Tennis champion Martina Navratilova replied to the tweet April 26, saying, "Ricky - you were way ahead of the curve!!!"
Meanwhile, others branded 'The Office' star a "visionary" and a "prophet" like Nostradamus and asked him to pick this week's lottery numbers.
Gervais recently made headlines after he slammed celebrities who were complaining about the lockdown from their million-dollar mansions while frontline health workers were putting in 14-hour shifts while placing their lives at risk.
While Gervais has made a career out of being outspoken and saying the things most others wouldn't dare say, the stand-up comedian and actor recently insisted that he wasn't "nasty" and "uncaring," and that it was all part of a character.
"I think that I've got a reputation that's sort of like a shock jock or I don't care what I say, or I don't care about people's feelings, which is, that's totally untrue," he said, adding that he still very much had a conscience. "I don't want people to think I'm horrible, nasty, uncaring because I'm not. I feared fame because of all those reasons."

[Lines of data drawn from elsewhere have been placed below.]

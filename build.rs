use std::process::Command;

fn main() {
  embed_build_info();
  set_rerun_conditions();
}

fn embed_build_info() {
  // Short commit hash for `--version`; "unknown" outside a git checkout.
  let git_hash = git_output(&["rev-parse", "--short", "HEAD"]).unwrap_or_else(|| "unknown".to_string());
  println!("cargo:rustc-env=GIT_HASH={git_hash}");

  // Commit date in YYYY-MM-DD format.
  let git_date = git_output(&["log", "-1", "--format=%cs"]).unwrap_or_else(|| "unknown".to_string());
  println!("cargo:rustc-env=GIT_DATE={git_date}");
}

fn git_output(args: &[&str]) -> Option<String> {
  let output = Command::new("git").args(args).output().ok()?;
  if !output.status.success() {
    return None;
  }
  let value = String::from_utf8(output.stdout).ok()?.trim().to_string();
  if value.is_empty() { None } else { Some(value) }
}

fn set_rerun_conditions() {
  println!("cargo:rerun-if-changed=build.rs");
  println!("cargo:rerun-if-changed=.git/HEAD");
}
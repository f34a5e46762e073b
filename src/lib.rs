//! # boilerplate
//!
//! A tool that keeps the copyright/license header at the top of every source
//! file in a tree current.
//!
//! `boilerplate` takes the notice from the project's `LICENSE` file (starting
//! at its "Copyright" line), wraps it in the comment syntax of each supported
//! file type and walks the tree. Every file ends up in one of three states:
//!
//! * **unchanged** - it already carries `Copyright (c) <first>-<current>`, or
//!   it is empty
//! * **updated** - it carried an older year range, which is rewritten in
//!   place
//! * **created** - it had no notice, so the header is inserted at the top
//!   (after a shebang line, if any)
//!
//! Files with an unsupported extension are left alone, as are hidden
//! directories and `build`, `dist`, `venv` and `node_modules`.
//!
//! ## Usage as a Library
//!
//! ```rust,no_run
//! use std::path::PathBuf;
//!
//! use boilerplate::config::Settings;
//! use boilerplate::diff::DiffManager;
//! use boilerplate::processor::Processor;
//!
//! fn main() -> anyhow::Result<()> {
//!     let settings = Settings::new(PathBuf::from("."), 2025);
//!
//!     // Render the headers from LICENSE, then refresh its years
//!     let processor = Processor::new(&settings, false, DiffManager::default());
//!     let prepared = processor.refresh_license(&settings.comment_styles)?;
//!
//!     let run = processor.process(&prepared.templates);
//!     println!("{} files changed", run.summary.changed());
//!
//!     Ok(())
//! }
//! ```
//!
//! ## Modules
//!
//! * [`processor`] - Tree walking and header application
//! * [`templates`] - License text loading and per-extension rendering
//! * [`config`] - Run settings and the `.boilerplate.toml` file
//! * [`logging`] - Logging utilities for verbose output
//!
//! [`processor`]: crate::processor
//! [`templates`]: crate::templates
//! [`config`]: crate::config
//! [`logging`]: crate::logging

pub mod cli;
pub mod config;
pub mod diff;
pub mod error;
pub mod logging;
pub mod output;
pub mod processor;
pub mod report;
pub mod templates;
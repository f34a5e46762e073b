//! # File I/O Module
//!
//! File reading and writing for the processor. Each call opens the file, does
//! its work and closes it again; no handle is kept across the header
//! decision.

use std::path::Path;

use crate::error::BoilerplateError;

/// File I/O operations for the processor.
pub struct FileIO;

impl FileIO {
  /// Read full file content.
  ///
  /// Non-UTF-8 content is reported as a read error, which keeps binary files
  /// out of the header logic.
  pub fn read_full_content(path: &Path) -> Result<String, BoilerplateError> {
    std::fs::read_to_string(path).map_err(|source| BoilerplateError::FileReadError {
      path: path.to_path_buf(),
      source,
    })
  }

  /// Overwrite the file with `content`.
  ///
  /// Writing to the existing path keeps its permissions.
  pub fn write_file(path: &Path, content: &str) -> Result<(), BoilerplateError> {
    std::fs::write(path, content).map_err(|source| BoilerplateError::FileWriteError {
      path: path.to_path_buf(),
      source,
    })
  }
}
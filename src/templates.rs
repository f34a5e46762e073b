//! # Templates Module
//!
//! This module derives the canonical license text from the `LICENSE` file and
//! renders it as a comment block for each supported file extension.
//!
//! The module includes:
//! - [`LicenseText`] for the license notice, starting at its "Copyright" line
//! - [`CommentStyle`] for the two ways a header can be embedded as a comment
//! - [`TemplateSet`] for the headers rendered once per run, keyed by extension
//!
//! ## Example
//!
//! ```rust,no_run
//! use std::path::Path;
//!
//! use boilerplate::templates::{LicenseText, TemplateSet, builtin_comment_styles};
//!
//! # fn main() -> anyhow::Result<()> {
//! let license = LicenseText::load(Path::new("LICENSE"))?;
//! let templates = TemplateSet::build(&license, &builtin_comment_styles())?;
//!
//! if let Some(header) = templates.for_path(Path::new("app/main.py")) {
//!   print!("{header}");
//! }
//! # Ok(())
//! # }
//! ```

use std::collections::BTreeMap;
use std::fs;
use std::path::Path;

use crate::error::BoilerplateError;
use crate::verbose_log;

/// The literal a license file must contain; everything before it is dropped.
pub const COPYRIGHT_MARKER: &str = "Copyright";

/// The license notice used as the body of every header.
///
/// Always starts at the first occurrence of [`COPYRIGHT_MARKER`] in the
/// license file, so any title lines ("MIT License", ...) are not repeated in
/// source files.
#[derive(Debug, Clone, PartialEq, Eq)]
pub struct LicenseText(String);

impl LicenseText {
  /// Reads the license file at `path` and truncates it to the copyright
  /// notice.
  ///
  /// # Errors
  ///
  /// - [`BoilerplateError::MissingLicenseFile`] if the file cannot be read
  /// - [`BoilerplateError::MalformedLicense`] if it has no "Copyright" notice
  pub fn load(path: &Path) -> Result<Self, BoilerplateError> {
    verbose_log!("Loading license from: {}", path.display());

    let content = fs::read_to_string(path).map_err(|source| BoilerplateError::MissingLicenseFile {
      path: path.to_path_buf(),
      source,
    })?;

    Self::from_content(path, &content)
  }

  /// Builds the license text from already-read file content.
  ///
  /// `path` is only used to name the file in the error.
  pub fn from_content(path: &Path, content: &str) -> Result<Self, BoilerplateError> {
    let start = content
      .find(COPYRIGHT_MARKER)
      .ok_or_else(|| BoilerplateError::MalformedLicense {
        path: path.to_path_buf(),
        reason: format!("does not contain a \"{COPYRIGHT_MARKER}\" notice"),
      })?;

    Ok(Self(content[start..].to_string()))
  }

  pub fn as_str(&self) -> &str {
    &self.0
  }
}

impl std::fmt::Display for LicenseText {
  fn fmt(&self, f: &mut std::fmt::Formatter<'_>) -> std::fmt::Result {
    f.write_str(&self.0)
  }
}

/// How a header is embedded as a comment in a given file type.
#[derive(Debug, Clone, PartialEq, Eq)]
pub enum CommentStyle {
  /// Every line is prefixed with a token (e.g. `#`).
  Line(String),

  /// The untouched text block is wrapped between an opening and a closing
  /// delimiter line (e.g. `/*` and `*/`).
  Block { open: String, close: String },
}

impl CommentStyle {
  /// Create a line-comment style.
  pub fn line(token: &str) -> Self {
    Self::Line(token.to_string())
  }

  /// Create a paired-delimiter style.
  pub fn block(open: &str, close: &str) -> Self {
    Self::Block {
      open: open.to_string(),
      close: close.to_string(),
    }
  }

  /// Builds a style from its declared tokens: one token is a line style, two
  /// tokens are an open/close pair.
  ///
  /// # Errors
  ///
  /// [`BoilerplateError::InvalidCommentStyle`] for any other number of
  /// tokens, or for an empty token.
  pub fn from_tokens(extension: &str, tokens: &[String]) -> Result<Self, BoilerplateError> {
    let invalid = |message: String| BoilerplateError::InvalidCommentStyle {
      extension: extension.to_string(),
      message,
    };

    if tokens.iter().any(|token| token.is_empty()) {
      return Err(invalid("comment delimiters cannot be empty".to_string()));
    }

    match tokens {
      [token] => Ok(Self::line(token)),
      [open, close] => Ok(Self::block(open, close)),
      _ => Err(invalid(format!(
        "expected a single token or an open/close pair, got {} tokens",
        tokens.len()
      ))),
    }
  }
}

/// Wraps the license text in the given comment style.
///
/// - Block styles emit `<open>\n<license><close>\n`, keeping the license's
///   own line breaks.
/// - Line styles trim every line and prefix it with the token (blank lines
///   get the bare token), then end with an empty line so the header stands
///   apart from the code that follows.
pub fn render(license: &LicenseText, style: &CommentStyle) -> String {
  match style {
    CommentStyle::Block { open, close } => format!("{open}\n{license}{close}\n"),
    CommentStyle::Line(token) => {
      let lines: Vec<String> = license
        .as_str()
        .lines()
        .map(|line| {
          let line = line.trim();
          if line.is_empty() {
            token.clone()
          } else {
            format!("{token} {line}")
          }
        })
        .collect();

      let mut result = lines.join("\n");
      result.push_str("\n\n");
      result
    }
  }
}

/// The builtin extension table, as declared comment tokens.
///
/// Keys include the leading dot. Anything not listed here is skipped.
pub fn builtin_comment_styles() -> BTreeMap<String, Vec<String>> {
  let hash = || vec!["#".to_string()];
  let c_block = || vec!["/*".to_string(), "*/".to_string()];

  BTreeMap::from([
    (".py".to_string(), hash()),
    (".ts".to_string(), c_block()),
    (".js".to_string(), c_block()),
    (".html".to_string(), vec!["<!--".to_string(), "-->".to_string()]),
    (".css".to_string(), c_block()),
    (".yaml".to_string(), hash()),
    (".yml".to_string(), hash()),
  ])
}

/// Returns the extension of `path` with its leading dot, if it has one.
///
/// Dotfiles such as `.bashrc` have no extension.
pub fn dotted_extension(path: &Path) -> Option<String> {
  path
    .extension()
    .and_then(|ext| ext.to_str())
    .map(|ext| format!(".{ext}"))
}

/// Headers rendered once per run, one per supported extension.
#[derive(Debug, Clone, Default)]
pub struct TemplateSet {
  headers: BTreeMap<String, String>,
}

impl TemplateSet {
  /// Renders the license for every entry of the extension table.
  ///
  /// # Errors
  ///
  /// Fails with the first [`BoilerplateError::InvalidCommentStyle`] found; no
  /// partial set is returned.
  pub fn build(license: &LicenseText, styles: &BTreeMap<String, Vec<String>>) -> Result<Self, BoilerplateError> {
    let headers = styles
      .iter()
      .map(|(extension, tokens)| {
        let style = CommentStyle::from_tokens(extension, tokens)?;
        Ok((extension.clone(), render(license, &style)))
      })
      .collect::<Result<BTreeMap<_, _>, BoilerplateError>>()?;

    verbose_log!("Rendered headers for {} extensions", headers.len());

    Ok(Self { headers })
  }

  /// The rendered header for the file's extension, or `None` when the
  /// extension is not supported.
  pub fn for_path(&self, path: &Path) -> Option<&str> {
    let extension = dotted_extension(path)?;
    self.headers.get(&extension).map(String::as_str)
  }

  pub fn extensions(&self) -> impl Iterator<Item = &str> {
    self.headers.keys().map(String::as_str)
  }
}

The 58-year-old went on to explain that, just because he was not doing his stand-up bits as a character like some of his peers, didn't mean what he was saying had to be taken literally. He said he still considered himself to be in character while performing these acts. Gervais has frequently been critical of Trump, comparing him to his attention-seeking character, boss David Brent, from 'The Office.'
"I don't want people to think that I'm a racist, misogynist, homophobe because they've got the target mixed up with the subject," he stressed. "People don't quite understand that with character. They get it when you call yourself David Brent, but when you're live, they don't get that Ricky Gervais on stage is a character as well, to a certain extent. I come out and do a joke and I say, 'that was irony.' That's when I say something I don't really mean."